For this part, I coded a code to recover homographies. It would express the problem as a Least Squares. The key innovation is that though the matrix being recovered was 3x3, I rearranged the matrix into a 1x9 vector. This required flattening the output matrix into a vector, and creating individual rows for each subset of the input matrix that would multiply to the output matrix.
The end result is that you can solve for the homography matrix using A = one set of correspondences, x = the transform matrix, b = other set of correspondences. The interesting part is that just with this setup, the bottom row of the matrix will be nearly equal to 0, 0, 1 as expected, without any further constraining of the least squares, problem, because of how homogenous coordinates work.

Warp the images

Example 1

Original image:

Rectified wall of building.

Example 2

Original image:

Rectified outer cube.

Blend images into mosaic

For this part, I estimated the size manually using a conservative estimate. That conservative estimate would guarantee that the full image is captured. I would then use magick mogrify -trim to trim out any blank space in all the output images.
One thing I noticed was that having low quality correspondences would reduce the quality of the final mosaic, which could cause difficulties.
For alpha feathering, I used a simple linear function of distance from the center to create a smooth blend. This would only apply when multiple images had pixels in the same location.

Example 1

Original images:

Mosaic image:

Example 2

Original images:

Mosaic image:

Example 3

Original images:

Mosaic image:

What you learned

What I learned from this project is the importance of smoothly interpolating masks, as otherwise the transform looks much worse at the edges. I also learned that not vectorizing code can severely negatively impact performance. Also, I learned that labeling a lot of correspondence points is not useful. It's more important to have two images that are good matches for each other so that the general transform can work in the first place, or its doomed.
When working on the the second part, I found and fixed a coordinate bug in my first part that had affected vertical coordintes. That allowed me to improve both my manual and automatic stitching as well as my rectification.

PART TWO: AUTOSTITCH

1. Detecting corner features in an image -- Harris corners on an image

For this part, I used the existing Harris sample code. The result can be seen on an image:

Adaptive NMS and Corners Overlaid on image

Next, I implemented Adaptive NMS to keep only Harris corners that were farthest away from similarly valuable corners. This was optimized with some vectorization to keep the runtime around a minute on 720x960 images. We can see the results with 10, 50, and 100 best corners kept:

As we can see, the priority is first on getting good corner like features, but later it starts getting various spaced out points that are okay corners.

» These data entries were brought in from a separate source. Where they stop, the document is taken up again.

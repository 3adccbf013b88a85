//! Post-operation invariant checkers for correctness validation.

use std::collections::{BTreeSet, HashSet};

use rulebridge_core::{Diagnostic, GroupKey, Report, defect_groups, parse_report, write_report};

fn group_keys(report: &Report) -> BTreeSet<GroupKey> {
    defect_groups(report).into_iter().map(|g| g.key).collect()
}

/// Verifies condensation invariants:
/// - exactly one defect remains per group of the input
/// - no group is introduced or lost
/// - rule names are unique, and target names are unique within each rule
pub fn check_condensed(before: &Report, after: &Report) -> Result<(), String> {
    let before_keys = group_keys(before);
    if after.defect_count() != before_keys.len() {
        return Err(format!(
            "condensed defect count {} differs from group count {}",
            after.defect_count(),
            before_keys.len()
        ));
    }

    let after_keys = group_keys(after);
    if after_keys != before_keys {
        return Err(format!(
            "group keys changed: {} before, {} after",
            before_keys.len(),
            after_keys.len()
        ));
    }

    let mut rule_names = HashSet::new();
    for rule in &after.rules {
        if !rule_names.insert(rule.name.as_str()) {
            return Err(format!("rule {} appears more than once", rule.name));
        }
        let mut target_names = HashSet::new();
        for target in &rule.targets {
            if !target_names.insert(target.name.as_str()) {
                return Err(format!(
                    "target {} appears more than once under rule {}",
                    target.name, rule.name
                ));
            }
        }
    }
    Ok(())
}

/// Verifies merge invariants for an uncondensed merge:
/// - every defect of both inputs is kept
/// - every file, rule index entry and result rule of both inputs is present
/// - the base's root metadata wins
pub fn check_merge(base: &Report, incoming: &Report, merged: &Report) -> Result<(), String> {
    let expected = base.defect_count() + incoming.defect_count();
    if merged.defect_count() != expected {
        return Err(format!(
            "merged defect count {} differs from sum of inputs {expected}",
            merged.defect_count()
        ));
    }

    let merged_files: HashSet<String> = merged.files.iter().map(|f| f.key()).collect();
    for file in base.files.iter().chain(&incoming.files) {
        if !merged_files.contains(&file.key()) {
            return Err(format!("file {} missing from merged report", file.path));
        }
    }

    let merged_index: HashSet<&str> = merged.rule_index.iter().map(|r| r.name.as_str()).collect();
    for info in base.rule_index.iter().chain(&incoming.rule_index) {
        if !merged_index.contains(info.name.as_str()) {
            return Err(format!("rule {} missing from merged rule index", info.name));
        }
    }

    for rule in base.rules.iter().chain(&incoming.rules) {
        if merged.rule(&rule.name).is_none() {
            return Err(format!("rule {} missing from merged results", rule.name));
        }
    }

    if merged.root != base.root {
        return Err("merged root metadata differs from the base".to_owned());
    }
    Ok(())
}

/// Verifies that one diagnostic was emitted per defect, each carrying its
/// rule as the code.
pub fn check_diagnostics(report: &Report, diagnostics: &[Diagnostic]) -> Result<(), String> {
    if diagnostics.len() != report.defect_count() {
        return Err(format!(
            "{} diagnostics for {} defects",
            diagnostics.len(),
            report.defect_count()
        ));
    }
    for ((rule, _, _), diag) in report.defects().zip(diagnostics) {
        if diag.code != rule.name {
            return Err(format!(
                "diagnostic code {} does not match rule {}",
                diag.code, rule.name
            ));
        }
    }
    Ok(())
}

/// Verifies that a report survives serialization and re-parsing unchanged.
pub fn check_round_trip(report: &Report) -> Result<(), String> {
    let xml = write_report(report).map_err(|e| format!("write failed: {e}"))?;
    let back = parse_report(&xml).map_err(|e| format!("parse failed: {e}"))?;
    if &back != report {
        return Err("report changed after a write/parse round trip".to_owned());
    }
    Ok(())
}
//! Merging of a cumulative report with a freshly produced one.
//!
//! The merge is a keyed union that never drops anything:
//!
//! - `files` entries are unioned by normalized path;
//! - `rules` index entries and result rules are unioned by rule identity;
//! - for a result rule present in both inputs, the incoming rule's targets
//!   are appended to the base rule's target list.
//!
//! When a key is present in both inputs the base entry is kept unchanged,
//! including its `problem`/`solution` text and root metadata. Duplicate
//! targets and defects produced by appending are left for
//! [`crate::condense`] to collapse.
use std::collections::{HashMap, HashSet};

use crate::model::{FileEntry, Report, RuleInfo};

/// Counts describing one merge.
#[derive(Debug, Clone, Copy, PartialEq, Eq, Default)]
pub struct MergeStats {
    /// File entries present only in the incoming report.
    pub files_added: usize,
    /// Result rules present only in the incoming report.
    pub rules_added: usize,
    /// Targets appended to a rule the base already had.
    pub targets_appended: usize,
}

/// Merges `incoming` into `base` and returns the combined report.
pub fn merge(base: Report, incoming: Report) -> Report {
    merge_with_stats(base, incoming).0
}

/// Like [`merge`], also returning statistics for logging.
pub fn merge_with_stats(base: Report, incoming: Report) -> (Report, MergeStats) {
    let mut stats = MergeStats::default();
    let mut merged = base;

    let Report {
        root: _,
        files,
        rule_index,
        rules,
    } = incoming;

    stats.files_added = union_files(&mut merged.files, files);
    union_rule_index(&mut merged.rule_index, rule_index);

    let mut positions: HashMap<String, usize> = HashMap::new();
    for (idx, rule) in merged.rules.iter().enumerate() {
        positions.entry(rule.name.clone()).or_insert(idx);
    }

    for rule in rules {
        match positions.get(&rule.name) {
            Some(&idx) => {
                stats.targets_appended += rule.targets.len();
                merged.rules[idx].targets.extend(rule.targets);
            }
            None => {
                positions.insert(rule.name.clone(), merged.rules.len());
                stats.rules_added += 1;
                merged.rules.push(rule);
            }
        }
    }

    tracing::debug!(
        files_added = stats.files_added,
        rules_added = stats.rules_added,
        targets_appended = stats.targets_appended,
        defects = merged.defect_count(),
        "merged report"
    );

    (merged, stats)
}

/// Folds `incoming` into an optional cumulative report.
///
/// With no base the incoming report is returned verbatim; otherwise this is
/// [`merge`].
pub fn accumulate(base: Option<Report>, incoming: Report) -> Report {
    match base {
        Some(base) => merge(base, incoming),
        None => {
            tracing::debug!("no cumulative report yet, starting from incoming");
            incoming
        }
    }
}

/// Appends incoming file entries whose normalized path the base lacks.
/// Returns the number of entries added.
fn union_files(base: &mut Vec<FileEntry>, incoming: Vec<FileEntry>) -> usize {
    let mut seen: HashSet<String> = base.iter().map(FileEntry::key).collect();
    let before = base.len();
    for file in incoming {
        if seen.insert(file.key()) {
            base.push(file);
        }
    }
    base.len() - before
}

fn union_rule_index(base: &mut Vec<RuleInfo>, incoming: Vec<RuleInfo>) {
    let mut seen: HashSet<String> = base.iter().map(|r| r.name.clone()).collect();
    for info in incoming {
        if seen.insert(info.name.clone()) {
            base.push(info);
        }
    }
}
//! Results section generator: rules, targets and defects.

use rand::Rng;
use rand::rngs::StdRng;
use rulebridge_core::{Defect, Rule, Target};

use super::GeneratorConfig;
use super::index::{assembly_name, rule_name, rule_uri};

const SEVERITIES: &[&str] = &["Critical", "High", "Medium", "Low"];
const CONFIDENCES: &[&str] = &["Total", "High", "Normal", "Low"];

const DESCRIPTIONS: &[&str] = &[
    "Method is too long.",
    "Field is never disposed.",
    "Parameter is never used.",
    "Local variable is assigned but never read.",
    "Exception is caught and ignored.",
    "Comparison with a floating point literal.",
    "Boxing inside a loop.",
    "String concatenation inside a loop.",
];

const UNLOCATED_SOURCE: &str = "debugging symbols unavailable";

/// Builds the `results` section.
pub fn rules(config: &GeneratorConfig, rng: &mut StdRng) -> Vec<Rule> {
    (0..config.num_rules)
        .map(|r| Rule {
            name: rule_name(r),
            uri: Some(rule_uri(r)),
            problem: format!("Generated problem statement for check {r}."),
            solution: format!("Generated remediation advice for check {r}."),
            targets: (0..config.targets_per_rule)
                .map(|t| target(config, rng, r, t))
                .collect(),
        })
        .collect()
}

fn target(config: &GeneratorConfig, rng: &mut StdRng, rule: usize, index: usize) -> Target {
    let module = if config.num_files == 0 {
        0
    } else {
        (rule + index) % config.num_files
    };
    let type_name = format!("{}.Type{index}", assembly_name(module));
    let file = format!("/src/{}/Type{index}.cs", assembly_name(module));

    let mut line: u32 = rng.gen_range(1..2000);
    let defects = (0..config.defects_per_target)
        .map(|d| {
            if d > 0 && !rng.gen_bool(config.duplicate_rate) {
                line = rng.gen_range(1..2000);
            }
            let source = if rng.gen_bool(config.unlocated_rate) {
                UNLOCATED_SOURCE.to_owned()
            } else {
                format!("{file}(\u{2248}{line})")
            };
            Defect {
                severity: Some(SEVERITIES[rng.gen_range(0..SEVERITIES.len())].to_owned()),
                confidence: Some(CONFIDENCES[rng.gen_range(0..CONFIDENCES.len())].to_owned()),
                location: Some(format!("System.Void {type_name}::Method{line}()")),
                source,
                description: DESCRIPTIONS[rng.gen_range(0..DESCRIPTIONS.len())].to_owned(),
            }
        })
        .collect();

    Target {
        name: type_name,
        assembly: Some(format!("{}, Version=1.0.0.0", assembly_name(module))),
        defects,
    }
}
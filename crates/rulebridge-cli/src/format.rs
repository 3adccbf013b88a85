/// Diagnostic formatting: human-readable, JSON (NDJSON) and host modes.
///
/// This module implements three output strategies for
/// [`rulebridge_core::Diagnostic`] values:
///
/// - **Human mode** (default): one entry per diagnostic, color-coded by
///   severity. Continuation lines of multi-line messages are indented.
///   Colors are disabled when `--no-color` is set, the `NO_COLOR`
///   environment variable is present (per <https://no-color.org>), or stderr
///   is not a TTY.
/// - **JSON mode**: each diagnostic is serialized as a single-line JSON
///   object (NDJSON).
/// - **Host mode** (`--host-diagnostics`): the canonical build-tool line
///   format `file(line,col): warning [analysis] CODE: message`, which build
///   systems pick up as inline diagnostics.
///
/// Human and JSON modes honour **quiet** (suppress warnings and the summary).
/// Host mode always writes every diagnostic since that is the build channel.
use std::io::{IsTerminal as _, Write};

use rulebridge_core::{Diagnostic, Severity};

/// Origin written in host mode when a diagnostic has no file.
pub const HOST_ORIGIN: &str = "rulebridge";

// ---------------------------------------------------------------------------
// Color support detection
// ---------------------------------------------------------------------------

/// Returns `true` if ANSI color codes should be emitted to stderr.
pub fn colors_enabled(no_color_flag: bool) -> bool {
    if no_color_flag {
        return false;
    }
    if std::env::var_os("NO_COLOR").is_some() {
        return false;
    }
    std::io::stderr().is_terminal()
}

// ---------------------------------------------------------------------------
// ANSI escape sequences
// ---------------------------------------------------------------------------

const ANSI_RED: &str = "\x1b[31m";
const ANSI_YELLOW: &str = "\x1b[33m";
const ANSI_RESET: &str = "\x1b[0m";

// ---------------------------------------------------------------------------
// FormatterConfig
// ---------------------------------------------------------------------------

/// Configuration for the diagnostic formatter, derived from CLI flags.
#[derive(Debug, Clone)]
pub struct FormatterConfig {
    /// Whether ANSI colors are enabled.
    pub colors: bool,
    /// Suppress all non-error stderr output.
    pub quiet: bool,
}

impl FormatterConfig {
    /// Constructs a [`FormatterConfig`] from the raw CLI flags.
    pub fn from_flags(no_color_flag: bool, quiet: bool) -> Self {
        Self {
            colors: colors_enabled(no_color_flag),
            quiet,
        }
    }
}

/// Output format selection.
#[derive(Debug, Clone, Copy, PartialEq, Eq)]
pub enum FormatMode {
    /// Human-readable, optionally colored output.
    Human,
    /// Structured NDJSON output.
    Json,
    /// Build-system canonical diagnostic lines.
    Host,
}

// ---------------------------------------------------------------------------
// Human-mode formatting
// ---------------------------------------------------------------------------

/// Writes a single [`Diagnostic`] in human-readable format.
///
/// Format: `[W] R1  src/Foo.cs:10:0: R1: problem`, followed by the
/// remaining message lines indented by four spaces. Diagnostics without a
/// file omit the location.
///
/// # Errors
///
/// Returns an error only if writing to `writer` fails.
pub fn write_diagnostic_human<W: Write>(
    writer: &mut W,
    diag: &Diagnostic,
    config: &FormatterConfig,
) -> std::io::Result<()> {
    if config.quiet && diag.severity == Severity::Warning {
        return Ok(());
    }

    let (tag, color) = match diag.severity {
        Severity::Error => ("[E]", ANSI_RED),
        Severity::Warning => ("[W]", ANSI_YELLOW),
    };

    if config.colors {
        write!(writer, "{color}{tag}{ANSI_RESET} {}  ", diag.code)?;
    } else {
        write!(writer, "{tag} {}  ", diag.code)?;
    }
    if diag.has_file() {
        write!(writer, "{}:{}:{}: ", diag.file, diag.line, diag.column)?;
    }

    let mut lines = diag.message.lines();
    writeln!(writer, "{}", lines.next().unwrap_or_default())?;
    for line in lines {
        writeln!(writer, "    {line}")?;
    }
    Ok(())
}

/// Writes the summary line for human mode: `3 errors, 1 warning`.
///
/// # Errors
///
/// Returns an error only if writing to `writer` fails.
pub fn write_summary_human<W: Write>(
    writer: &mut W,
    errors: usize,
    warnings: usize,
    config: &FormatterConfig,
) -> std::io::Result<()> {
    if config.quiet {
        return Ok(());
    }
    writeln!(
        writer,
        "{errors} {}, {warnings} {}",
        pluralize(errors, "error", "errors"),
        pluralize(warnings, "warning", "warnings"),
    )
}

// ---------------------------------------------------------------------------
// JSON-mode formatting (NDJSON)
// ---------------------------------------------------------------------------

/// Writes a single [`Diagnostic`] as a NDJSON line:
///
/// ```json
/// {"severity":"warning","category":"[analysis]","code":"R1","file":"a.cs","line":10,"column":0,"message":"..."}
/// ```
///
/// # Errors
///
/// Returns an error if serialization or writing fails.
pub fn write_diagnostic_json<W: Write>(
    writer: &mut W,
    diag: &Diagnostic,
    config: &FormatterConfig,
) -> std::io::Result<()> {
    if config.quiet && diag.severity == Severity::Warning {
        return Ok(());
    }
    serde_json::to_writer(&mut *writer, diag).map_err(std::io::Error::other)?;
    writeln!(writer)
}

/// Writes the JSON summary object: `{"summary":{"errors":3,"warnings":1}}`.
///
/// # Errors
///
/// Returns an error only if writing to `writer` fails.
pub fn write_summary_json<W: Write>(
    writer: &mut W,
    errors: usize,
    warnings: usize,
    config: &FormatterConfig,
) -> std::io::Result<()> {
    if config.quiet {
        return Ok(());
    }
    writeln!(
        writer,
        r#"{{"summary":{{"errors":{errors},"warnings":{warnings}}}}}"#,
    )
}

// ---------------------------------------------------------------------------
// Host-mode formatting
// ---------------------------------------------------------------------------

/// Renders a diagnostic as one build-tool line.
///
/// - `src/Foo.cs(10,3): warning [analysis] R1: R1: problem x`
/// - `src/Foo.cs: error [analysis] R1: ...` when the line is unknown
/// - `rulebridge: warning [analysis] R1: R1: T1: problem` without a file
///
/// Newlines in the message are flattened to spaces.
pub fn host_line(diag: &Diagnostic) -> String {
    let origin = if !diag.has_file() {
        HOST_ORIGIN.to_owned()
    } else if diag.line == 0 {
        diag.file.clone()
    } else {
        format!("{}({},{})", diag.file, diag.line, diag.column)
    };
    let message = diag
        .message
        .lines()
        .map(str::trim)
        .filter(|l| !l.is_empty())
        .collect::<Vec<_>>()
        .join(" ");
    format!(
        "{origin}: {} {} {}: {message}",
        diag.severity, diag.category, diag.code
    )
}

/// Writes a single [`Diagnostic`] in host mode.
///
/// # Errors
///
/// Returns an error only if writing to `writer` fails.
pub fn write_diagnostic_host<W: Write>(writer: &mut W, diag: &Diagnostic) -> std::io::Result<()> {
    writeln!(writer, "{}", host_line(diag))
}

// ---------------------------------------------------------------------------
// Dispatch
// ---------------------------------------------------------------------------

/// Writes a single [`Diagnostic`] in the requested format.
///
/// # Errors
///
/// Returns an error only if writing to `writer` fails.
pub fn write_diagnostic<W: Write>(
    writer: &mut W,
    diag: &Diagnostic,
    mode: FormatMode,
    config: &FormatterConfig,
) -> std::io::Result<()> {
    match mode {
        FormatMode::Human => write_diagnostic_human(writer, diag, config),
        FormatMode::Json => write_diagnostic_json(writer, diag, config),
        FormatMode::Host => write_diagnostic_host(writer, diag),
    }
}

/// Writes a summary in the requested format. Host mode uses the human
/// summary line.
///
/// # Errors
///
/// Returns an error only if writing to `writer` fails.
pub fn write_summary<W: Write>(
    writer: &mut W,
    errors: usize,
    warnings: usize,
    mode: FormatMode,
    config: &FormatterConfig,
) -> std::io::Result<()> {
    match mode {
        FormatMode::Human | FormatMode::Host => {
            write_summary_human(writer, errors, warnings, config)
        }
        FormatMode::Json => write_summary_json(writer, errors, warnings, config),
    }
}

/// Counts `(errors, warnings)` in `diagnostics`.
pub fn count_by_severity(diagnostics: &[Diagnostic]) -> (usize, usize) {
    let errors = diagnostics
        .iter()
        .filter(|d| d.severity == Severity::Error)
        .count();
    (errors, diagnostics.len() - errors)
}

/// Returns the singular or plural form of `word` depending on `count`.
fn pluralize<'a>(count: usize, singular: &'a str, plural: &'a str) -> &'a str {
    if count == 1 { singular } else { plural }
}

// ---------------------------------------------------------------------------
// Tests
// ---------------------------------------------------------------------------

2. Extracting a feature descriptor

Extracting the feature descriptor is pretty easy, we can just sample from a 40x40 region of a blurred image (I used a Gaussian blur with sigma=5) with stride 5 to get the sampled feature for each part of the image. The blur is what makes the strided sampling still good.

3. Matching feature descriptors

Matching feature descriptors is also very easy, we can just go through and choose features that had a high maximum match relative to the second best match for another feature (I used a threshold of 0.7 based on the graph). Basically we're looking at the best match score (SSIM wise) / second best match score (SSIM wise) and higher is worse, so we want a ratio less than 0.7 for us to consider the match good and use it.

4. RANSAC homography

For RANSAC, I would choose random 4 points, and then compute homography and find the number of points that were within error 10 after reprojecting. The homography with the most matching points (inliers) was the final one used. What was cool was that since I was using a smaller number of features after NMS (200) I could get away with fewer RANSAC iterations (2500).

Auto-Mosaics compared to Manual Mosaics

Example 1

Original images:

Manual Mosaic image (left) and Auto (right)

Example 2

Original images:

Manual Mosaic image (left) and Auto (right):

Example 3

Original images:

Mosaic image Manual (left) and Auto (right):